Problem Statement

You are given a sequence of positive integers A=(a_1,\ldots,a_N) of length N.
There are (2^N-1) ways to choose one or more terms of A. How many of them have an integer-valued average? Find the count modulo 998244353.

Constraints

• 1 \leq N \leq 100
• 1 \leq a_i \leq 10^9
• All values in input are integers.

Sample Input 1

3
2 6 2

Sample Output 1

6

For each way to choose terms of A, the average is obtained as follows:

• If just a_1 is chosen, the average is \frac{a_1}{1}=\frac{2}{1} = 2, which is an integer.

• If just a_2 is chosen, the average is \frac{a_2}{1}=\frac{6}{1} = 6, which is an integer.

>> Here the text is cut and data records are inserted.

// SPDX-FileCopyrightText: 2026 Parley Contributors
// SPDX-License-Identifier: MIT OR Apache-2.0

//! Core library for the Parley bot.
//!
//! Holds the error type, the domain model (users, dialogs, turns, personas,
//! generation events) and the adapter traits the metering core is written
//! against. Concrete adapters live in their own crates.

pub mod error;
pub mod traits;
pub mod types;

pub use error::ParleyError;
pub use types::{AdapterType, HealthStatus, MessageId};

pub use traits::{
    ChannelAdapter, ChunkStream, PluginAdapter, ProviderAdapter, RateSource, StorageAdapter,
};

#[cfg(test)]
mod tests {
    use super::*;

    #[test]
    fn adapter_type_round_trips_through_strings() {
        use std::str::FromStr;

        for variant in [
            AdapterType::Channel,
            AdapterType::Provider,
            AdapterType::Storage,
            AdapterType::RateSource,
        ] {
            let parsed = AdapterType::from_str(&variant.to_string()).expect("should parse back");
            assert_eq!(variant, parsed);
        }
    }

    #[test]
    fn all_traits_are_object_safe() {
        fn _channel(_: &dyn ChannelAdapter) {}
        fn _provider(_: &dyn ProviderAdapter) {}
        fn _storage(_: &dyn StorageAdapter) {}
        fn _rates(_: &dyn RateSource) {}
    }
}
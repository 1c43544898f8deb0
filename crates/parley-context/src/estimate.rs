// SPDX-FileCopyrightText: 2026 Parley Contributors
// SPDX-License-Identifier: MIT OR Apache-2.0

//! Character-based token estimate.
//!
//! Not a tokenizer. Latin text averages about four characters per token,
//! while Cyrillic text is close to one token per character, so the two are
//! counted separately.

use parley_core::types::Turn;

/// Fixed overhead per chat message (role and separators).
pub const MESSAGE_OVERHEAD: usize = 4;

fn is_cyrillic(c: char) -> bool {
    matches!(c, '\u{0400}'..='\u{04FF}' | '\u{0500}'..='\u{052F}')
}

/// Estimated token count of `text`.
pub fn estimate_tokens(text: &str) -> usize {
    let (cyrillic, other) = text.chars().fold((0usize, 0usize), |(cyr, oth), c| {
        match is_cyrillic(c) {
            true => (cyr + 1, oth),
            false => (cyr, oth + 1),
        }
    });
    cyrillic + other.div_ceil(4)
}

/// Estimated cost of one message, overhead included.
pub fn message_cost(text: &str) -> usize {
    estimate_tokens(text) + MESSAGE_OVERHEAD
}

/// Estimated cost of a turn: its user and assistant messages.
pub fn turn_cost(turn: &Turn) -> usize {
    message_cost(&turn.user_text) + message_cost(&turn.assistant_text)
}

#[cfg(test)]
mod tests {
    use super::*;

    #[test]
    fn latin_text_is_four_chars_per_token() {
        assert_eq!(estimate_tokens(""), 0);
        assert_eq!(estimate_tokens("abcd"), 1);
        assert_eq!(estimate_tokens("abcde"), 2);
    }

    #[test]
    fn cyrillic_counts_one_per_char() {
        assert_eq!(estimate_tokens("привет"), 6);
        // 6 Cyrillic letters plus ", hi" (4 other chars).
        assert_eq!(estimate_tokens("привет, hi"), 7);
    }

    #[test]
    fn turn_cost_includes_both_messages() {
        let turn = Turn::new("abcd", "abcdabcd");
        assert_eq!(turn_cost(&turn), 1 + 2 + 2 * MESSAGE_OVERHEAD);
    }
}
// SPDX-FileCopyrightText: 2026 Parley Contributors
// SPDX-License-Identifier: MIT OR Apache-2.0

//! Metering for the Parley bot.
//!
//! This crate provides:
//! - **Balance ledger**: admission checks, debits floored at zero, credits, refills
//! - **Price sheet**: USD prices and the token cost of voice and image requests
//! - **Rates**: the central-bank USD rate source and a stale-quote refresher

pub mod ledger;
pub mod pricing;
pub mod rates;

pub use ledger::BalanceLedger;
pub use pricing::{PriceLine, PriceSheet};
pub use rates::{CbrRateSource, RateRefresher};
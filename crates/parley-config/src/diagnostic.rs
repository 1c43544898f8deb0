// SPDX-FileCopyrightText: 2026 Parley Contributors
// SPDX-License-Identifier: MIT OR Apache-2.0

//! Turns Figment errors into miette diagnostics with "did you mean" hints.

#![allow(unused_assignments)] // miette's Diagnostic derive generates code triggering this lint

use miette::{Diagnostic, NamedSource, SourceSpan};
use thiserror::Error;

/// Minimum Jaro-Winkler similarity for a key to be offered as a correction.
const SUGGESTION_THRESHOLD: f64 = 0.75;

/// A configuration problem, rendered by miette at startup.
#[derive(Debug, Error, Diagnostic)]
pub enum ConfigError {
    /// A key that no section declares.
    #[error("unknown configuration key `{key}`")]
    #[diagnostic(
        code(parley::config::unknown_key),
        help("{}", unknown_key_help(suggestion.as_deref(), valid_keys))
    )]
    UnknownKey {
        key: String,
        suggestion: Option<String>,
        valid_keys: String,
        #[label("not a recognized key")]
        span: Option<SourceSpan>,
        #[source_code]
        src: Option<NamedSource<String>>,
    },

    /// A value of the wrong type.
    #[error("invalid type for `{key}`: {detail}")]
    #[diagnostic(code(parley::config::invalid_type), help("expected {expected}"))]
    InvalidType {
        key: String,
        detail: String,
        expected: String,
    },

    /// A required key without a default.
    #[error("missing required key `{key}`")]
    #[diagnostic(
        code(parley::config::missing_key),
        help("add `{key} = <value>` to parley.toml")
    )]
    MissingKey { key: String },

    /// A value that parsed but is not acceptable.
    #[error("invalid value: {message}")]
    #[diagnostic(code(parley::config::validation))]
    Validation { message: String },

    /// Anything else Figment reports.
    #[error("configuration error: {0}")]
    #[diagnostic(code(parley::config::other))]
    Other(String),
}

impl ConfigError {
    /// Shorthand for a validation failure.
    pub fn invalid(message: impl Into<String>) -> Self {
        Self::Validation {
            message: message.into(),
        }
    }
}

fn unknown_key_help(suggestion: Option<&str>, valid_keys: &str) -> String {
    match suggestion {
        Some(s) => format!("did you mean `{s}`? valid keys: {valid_keys}"),
        None => format!("valid keys: {valid_keys}"),
    }
}

/// Converts every error contained in a `figment::Error`.
///
/// `sources` pairs a file path with its contents so unknown keys can be
/// underlined in the file they came from.
pub fn figment_to_config_errors(
    err: figment::Error,
    sources: &[(String, String)],
) -> Vec<ConfigError> {
    use figment::error::Kind;

    err.into_iter()
        .map(|error| match &error.kind {
            Kind::UnknownField(field, expected) => {
                let (span, src) = locate(&error, field, sources);
                ConfigError::UnknownKey {
                    key: field.clone(),
                    suggestion: suggest_key(field, expected),
                    valid_keys: expected.join(", "),
                    span,
                    src,
                }
            }
            Kind::MissingField(field) => ConfigError::MissingKey {
                key: field.to_string(),
            },
            Kind::InvalidType(actual, expected) => ConfigError::InvalidType {
                key: error.path.join("."),
                detail: format!("found {actual}"),
                expected: expected.clone(),
            },
            _ => ConfigError::Other(error.to_string()),
        })
        .collect()
}

/// Finds the offending key in the file the error was read from.
fn locate(
    error: &figment::Error,
    field: &str,
    sources: &[(String, String)],
) -> (Option<SourceSpan>, Option<NamedSource<String>>) {
    let origin = error
        .metadata
        .as_ref()
        .and_then(|m| m.source.as_ref())
        .and_then(|s| match s {
            figment::Source::File(path) => Some(path.display().to_string()),
            _ => None,
        });

    let Some((path, content)) = origin
        .as_ref()
        .and_then(|o| sources.iter().find(|(p, _)| p == o))
    else {
        return (None, None);
    };

    match find_key_offset(content, &error.path, field) {
        Some(offset) => (
            Some(SourceSpan::new(offset.into(), field.len())),
            Some(NamedSource::new(path, content.clone())),
        ),
        None => (None, None),
    }
}

/// Byte offset of `field` inside the `[path...]` table of a TOML document.
///
/// Top-level fields are searched from the start of the document.
pub fn find_key_offset(content: &str, path: &[String], field: &str) -> Option<usize> {
    let start = match path.is_empty() {
        true => 0,
        false => {
            let header = format!("[{}]", path.join("."));
            content.find(&header)? + header.len()
        }
    };

    let mut offset = start;
    for line in content[start..].split_inclusive('\n') {
        let trimmed = line.trim_start();
        if trimmed.starts_with('[') && offset != start {
            // Next table: the key is not in this section.
            return None;
        }
        if let Some(after) = trimmed.strip_prefix(field)
            && after.trim_start().starts_with('=')
        {
            return Some(offset + (line.len() - trimmed.len()));
        }
        offset += line.len();
    }
    None
}

/// Closest valid key by Jaro-Winkler similarity, if any is close enough.
pub fn suggest_key(unknown: &str, valid_keys: &[&str]) -> Option<String> {
    valid_keys
        .iter()
        .map(|key| (strsim::jaro_winkler(unknown, key), *key))
        .filter(|(score, _)| *score > SUGGESTION_THRESHOLD)
        .max_by(|a, b| a.0.total_cmp(&b.0))
        .map(|(_, key)| key.to_string())
}

/// Renders diagnostics to stderr with miette's graphical handler.
pub fn render_errors(errors: &[ConfigError]) {
    use miette::GraphicalReportHandler;

    let handler = GraphicalReportHandler::new();
    for error in errors {
        let mut buf = String::new();
        match handler.render_report(&mut buf, error as &dyn Diagnostic) {
            Ok(()) => eprint!("{buf}"),
            Err(_) => eprintln!("error: {error}"),
        }
    }
}

#[cfg(test)]
mod tests {
    use super::*;

    #[test]
    fn suggests_close_key() {
        let valid = &["bot_token", "allowed_users", "group_trigger"];
        assert_eq!(suggest_key("bot_tokn", valid), Some("bot_token".to_string()));
    }

    #[test]
    fn no_suggestion_for_unrelated_key() {
        let valid = &["image_prefix", "speak_prefix"];
        assert_eq!(suggest_key("qqqq", valid), None);
    }

    #[test]
    fn finds_key_inside_its_section_only() {
        let content = "[agent]\nname = \"x\"\n\n[dialog]\nstreaming = true\nnmae = 1\n";
        let offset = find_key_offset(content, &["dialog".to_string()], "nmae").unwrap();
        assert_eq!(&content[offset..offset + 4], "nmae");

        assert_eq!(find_key_offset(content, &["agent".to_string()], "streaming"), None);
    }

    #[test]
    fn finds_key_in_nested_table() {
        let content = "[billing.package]\ntokns = 5\n";
        let path = vec!["billing".to_string(), "package".to_string()];
        let offset = find_key_offset(content, &path, "tokns").unwrap();
        assert_eq!(&content[offset..offset + 5], "tokns");
    }
}
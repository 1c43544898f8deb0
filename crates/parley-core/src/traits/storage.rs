// SPDX-FileCopyrightText: 2026 Parley Contributors
// SPDX-License-Identifier: MIT OR Apache-2.0

//! Storage adapter trait for user accounts, dialogs, and the usage log.

use async_trait::async_trait;

use crate::error::ParleyError;
use crate::traits::adapter::PluginAdapter;
use crate::types::{
    Dialog, DialogId, Turn, UsageKind, UsageRecord, UserAccount, UserId, UserUpdate,
};

/// Persistence backend for the metering core.
///
/// Every method touching a single user row is atomic. The balance
/// primitives are single statements, so concurrent ledger operations from
/// different tasks never lose an update.
#[async_trait]
pub trait StorageAdapter: PluginAdapter {
    /// Initializes the storage backend (migrations, connection).
    async fn initialize(&self) -> Result<(), ParleyError>;

    /// Closes the storage backend, flushing pending writes.
    async fn close(&self) -> Result<(), ParleyError>;

    // --- Users ---

    /// Loads a user account.
    async fn get_user(&self, id: UserId) -> Result<Option<UserAccount>, ParleyError>;

    /// Inserts a new account. Returns `false` if the id already exists.
    async fn insert_user(&self, account: &UserAccount) -> Result<bool, ParleyError>;

    /// Applies a single-field update. Fails with `UserNotFound` if absent.
    async fn update_user(&self, id: UserId, update: UserUpdate) -> Result<(), ParleyError>;

    /// Hard-deletes a user and their dialogs. Returns `false` if absent.
    async fn delete_user(&self, id: UserId) -> Result<bool, ParleyError>;

    /// Lists all accounts ordered by id.
    async fn list_users(&self) -> Result<Vec<UserAccount>, ParleyError>;

    // --- Ledger primitives ---

    /// `balance += amount`; returns the new balance.
    async fn credit_balance(&self, id: UserId, amount: i64) -> Result<i64, ParleyError>;

    /// `balance = max(0, balance - amount)` and `total_used += amount`; returns the new balance.
    async fn debit_balance(&self, id: UserId, amount: i64) -> Result<i64, ParleyError>;

    /// `total_used += amount` without touching the balance.
    async fn add_total_used(&self, id: UserId, amount: i64) -> Result<(), ParleyError>;

    /// Overwrites the balance.
    async fn set_balance(&self, id: UserId, balance: i64) -> Result<(), ParleyError>;

    /// Raises every balance below `floor` to `floor`; returns the affected users.
    async fn raise_balances_to(&self, floor: i64) -> Result<Vec<UserId>, ParleyError>;

    // --- Usage log ---

    /// Appends a usage record.
    async fn log_usage(&self, record: &UsageRecord) -> Result<(), ParleyError>;

    /// Sums logged usage for a user, per kind.
    async fn usage_summary(&self, id: UserId) -> Result<Vec<(UsageKind, i64)>, ParleyError>;

    // --- Dialogs ---

    /// Persists a new dialog.
    async fn insert_dialog(&self, dialog: &Dialog) -> Result<(), ParleyError>;

    /// Loads a dialog with its turns.
    async fn get_dialog(&self, id: &DialogId) -> Result<Option<Dialog>, ParleyError>;

    /// Overwrites the whole turn list of a dialog.
    async fn replace_turns(&self, id: &DialogId, turns: &[Turn]) -> Result<(), ParleyError>;
}
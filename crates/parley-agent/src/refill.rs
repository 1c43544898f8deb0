// SPDX-FileCopyrightText: 2026 Parley Contributors
// SPDX-License-Identifier: MIT OR Apache-2.0

//! Daily balance refill on a cron schedule.

use std::sync::Arc;

use chrono::{DateTime, Utc};
use croner::Cron;
use parley_core::ParleyError;
use tokio_util::sync::CancellationToken;
use tracing::{error, info};

use crate::pipeline::MeteringPipeline;

/// Runs [`MeteringPipeline::refill_now`] at every occurrence of a cron
/// expression (UTC) until cancelled.
pub struct RefillScheduler {
    pipeline: Arc<MeteringPipeline>,
    cron: Cron,
}

impl RefillScheduler {
    pub fn new(pipeline: Arc<MeteringPipeline>, schedule: &str) -> Result<Self, ParleyError> {
        let cron = schedule
            .parse::<Cron>()
            .map_err(|e| ParleyError::Config(format!("invalid refill schedule `{schedule}`: {e}")))?;
        Ok(Self { pipeline, cron })
    }

    /// Next run strictly after `now`.
    pub fn next_run(&self, now: DateTime<Utc>) -> Option<DateTime<Utc>> {
        self.cron.iter_after(now).next()
    }

    pub async fn run(self, cancel: CancellationToken) {
        loop {
            let now = Utc::now();
            let Some(next) = self.next_run(now) else {
                error!("refill schedule has no future occurrence, scheduler stopped");
                return;
            };
            let wait = (next - now).to_std().unwrap_or_default();
            info!(next = %next, "next balance refill scheduled");

            tokio::select! {
                _ = tokio::time::sleep(wait) => {
                    match self.pipeline.refill_now().await {
                        Ok(count) => info!(count, "scheduled refill completed"),
                        Err(e) => error!(error = %e, "scheduled refill failed"),
                    }
                }
                _ = cancel.cancelled() => {
                    info!("refill scheduler stopped");
                    return;
                }
            }
        }
    }
}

• If just a_3 is chosen, the average is \frac{a_3}{1}=\frac{2}{1} = 2, which is an integer.

• If a_1 and a_2 are chosen, the average is \frac{a_1+a_2}{2}=\frac{2+6}{2} = 4, which is an integer.

• If a_1 and a_3 are chosen, the average is \frac{a_1+a_3}{2}=\frac{2+2}{2} = 2, which is an integer.

• If a_2 and a_3 are chosen, the average is \frac{a_2+a_3}{2}=\frac{6+2}{2} = 4, which is an integer.

• If a_1, a_2, and a_3 are chosen, the average is \frac{a_1+a_2+a_3}{3}=\frac{2+6+2}{3} = \frac{10}{3}, which is not an integer.

Therefore, 6 ways satisfy the condition.

Sample Input 2

5
5 5 5 5 5

Sample Output 2

31

Regardless of the choice of one or more terms of A, the average equals 5.